From the Departments of Medicine of Presbyterian-St. Luke's, Cook County, and Research and Educational Hospitals, and the Departments of Pathology and Medicine of the University of Illinois College of Medicine. Research Associate in Medicine, University of Illinois College of Medicine, and Research Fellow, Department of Medicine, Presbyterian-St. Luke's Hospital (Dr. Pollak). Formerly Resident in Pathology, University of Illinois College of Medicine; present address: Department of Pathology, University of Michigan, Ann Arbor, Mich. (Dr. Schneider). Clinical Instructor in Medicine, University of Illinois College of Medicine (Dr. Freund). Professor of Medicine, University of Illinois College of Medicine; Attending Physician, Research and Educational Hospitals of the University of Illinois and Cook County Hospital, and Associate Attending Physician, Presbyterian-St. Luke's Hospital (Dr. Kark).
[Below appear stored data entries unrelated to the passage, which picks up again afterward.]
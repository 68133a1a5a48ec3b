//! Raises draft work orders when machines enter a trigger state.

use super::numbering::{DEFAULT_NUMBERING_RETRIES, retry_numbering};
use crate::machinery::{
    domain::{Machine, MachineStateChange},
    ports::{MachineStateObserver, ObserverError},
};
use crate::work_order::{
    domain::{PendingWorkOrder, Priority, WorkOrderDetails},
    ports::WorkOrderRepository,
};
use async_trait::async_trait;
use chrono::{DateTime, TimeDelta, Utc};
use minijinja::{Environment, context};
use mockable::Clock;
use std::sync::Arc;
use tracing::{debug, info, instrument};

const OBSERVER_NAME: &str = "machine_state_tracker";

/// Default title of an automatic draft.
pub const DEFAULT_TITLE_TEMPLATE: &str = "Intervention for state change: {{ state }}";

/// Default description of an automatic draft.
pub const DEFAULT_DESCRIPTION_TEMPLATE: &str = "Work order raised automatically after machine \
{{ machine_name }} ({{ machine_code }}) changed state to {{ state }}.";

/// How automatic drafts are deduplicated and worded.
#[derive(Debug, Clone, PartialEq, Eq)]
pub struct AutoDraftPolicy {
    dedup_window: TimeDelta,
    title_template: String,
    description_template: String,
    numbering_retries: u32,
}

impl Default for AutoDraftPolicy {
    fn default() -> Self {
        Self {
            dedup_window: TimeDelta::days(7),
            title_template: DEFAULT_TITLE_TEMPLATE.to_owned(),
            description_template: DEFAULT_DESCRIPTION_TEMPLATE.to_owned(),
            numbering_retries: DEFAULT_NUMBERING_RETRIES,
        }
    }
}

impl AutoDraftPolicy {
    /// Sets the trailing window in which an open order suppresses a new
    /// draft.
    #[must_use]
    pub const fn with_dedup_window(mut self, window: TimeDelta) -> Self {
        self.dedup_window = window;
        self
    }

    /// Sets the `minijinja` templates for title and description. Both see
    /// `state`, `machine_name` and `machine_code`.
    #[must_use]
    pub fn with_templates(
        mut self,
        title_template: impl Into<String>,
        description_template: impl Into<String>,
    ) -> Self {
        self.title_template = title_template.into();
        self.description_template = description_template.into();
        self
    }

    /// Sets how often numbering collisions are retried.
    #[must_use]
    pub const fn with_numbering_retries(mut self, retries: u32) -> Self {
        self.numbering_retries = retries;
        self
    }

    /// Returns the deduplication window.
    #[must_use]
    pub const fn dedup_window(&self) -> TimeDelta {
        self.dedup_window
    }

    /// Renders title and description for `machine` entering its current
    /// state.
    ///
    /// # Errors
    ///
    /// Returns [`minijinja::Error`] when a template fails to render.
    pub fn render(&self, machine: &Machine) -> Result<(String, String), minijinja::Error> {
        let environment = Environment::new();
        let values = context! {
            state => machine.state().as_str(),
            machine_name => machine.name(),
            machine_code => machine.code().as_str(),
        };
        let title = environment.render_str(&self.title_template, &values)?;
        let description = environment.render_str(&self.description_template, &values)?;
        Ok((title, description))
    }
}

/// Machine state observer creating a draft work order on trigger changes.
///
/// A draft is only created when the machine has no open order created
/// within the deduplication window. The check and the insert are one
/// repository call, so overlapping trigger changes raise a single draft. Failures are reported to the machine
/// registry, which logs them without failing the machine update.
pub struct MachineStateTracker<W, C>
where
    W: WorkOrderRepository,
    C: Clock + Send + Sync,
{
    work_orders: Arc<W>,
    clock: Arc<C>,
    policy: AutoDraftPolicy,
}

impl<W, C> MachineStateTracker<W, C>
where
    W: WorkOrderRepository,
    C: Clock + Send + Sync,
{
    /// Creates a tracker using the default policy.
    #[must_use]
    pub fn new(work_orders: Arc<W>, clock: Arc<C>) -> Self {
        Self {
            work_orders,
            clock,
            policy: AutoDraftPolicy::default(),
        }
    }

    /// Replaces the policy.
    #[must_use]
    pub fn with_policy(mut self, policy: AutoDraftPolicy) -> Self {
        self.policy = policy;
        self
    }
}

#[async_trait]
impl<W, C> MachineStateObserver for MachineStateTracker<W, C>
where
    W: WorkOrderRepository,
    C: Clock + Send + Sync,
{
    #[instrument(skip(self, machine, change), fields(machine_id = %machine.id(), state = %change.current()))]
    async fn on_state_changed(
        &self,
        machine: &Machine,
        change: &MachineStateChange,
    ) -> Result<(), ObserverError> {
        if !change.needs_new_work_order() {
            return Ok(());
        }

        let since = self
            .clock
            .utc()
            .checked_sub_signed(self.policy.dedup_window)
            .unwrap_or(DateTime::<Utc>::MIN_UTC);
        let (title, description) = self
            .policy
            .render(machine)
            .map_err(|err| ObserverError::new(OBSERVER_NAME, err))?;
        let mut details = WorkOrderDetails::new(title, description)
            .map_err(|err| ObserverError::new(OBSERVER_NAME, err))?
            .with_priority(Priority::Medium);
        if let Some(machine_type) = machine.details().machine_type() {
            details = details.with_machine_type(machine_type);
        }

        let pending =
            PendingWorkOrder::new(machine.id(), details, machine.responsible(), &*self.clock);
        let work_orders = &*self.work_orders;
        let drafted = retry_numbering(&pending, self.policy.numbering_retries, move |attempt| {
            work_orders.insert_numbered_unless_open(attempt, since)
        })
        .await
        .map_err(|err| ObserverError::new(OBSERVER_NAME, err))?;
        let Some(order) = drafted else {
            debug!("open work order already exists, skipping automatic draft");
            return Ok(());
        };
        info!(
            work_order_id = %order.id(),
            correlative = %order.numbers().correlative(),
            "automatic work order drafted"
        );
        Ok(())
    }
}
AMA Arch Intern Med. 1959;103(2):200-218. doi:10.1001/archinte.1959.00270020028004
Abstract

Since the observations of Lucas, in 1883,1 it has been known that abnormalities of the skeletal system occur in patients ill with chronic renal disease. These include rickets, osteomalacia, osteoporosis, osteosclerosis, and osteitis fibrosa.2-6 Osteitis fibrosa occurs only in association with primary and secondary hyperparathyroidism. It was, therefore, surprising to find on reviewing the literature very few well-documented instances of renal disease with secondary hyperparathyroidism, i. e., with osteitis fibrosa and significant enlargement of the parathyroid glands. In this paper we report the clinical and pathological features of renal disease with secondary hyperparathyroidism in 17 patients. In addition, the 25 cases reported in detail in the literature are reviewed and the important clinical and pathological features are discussed.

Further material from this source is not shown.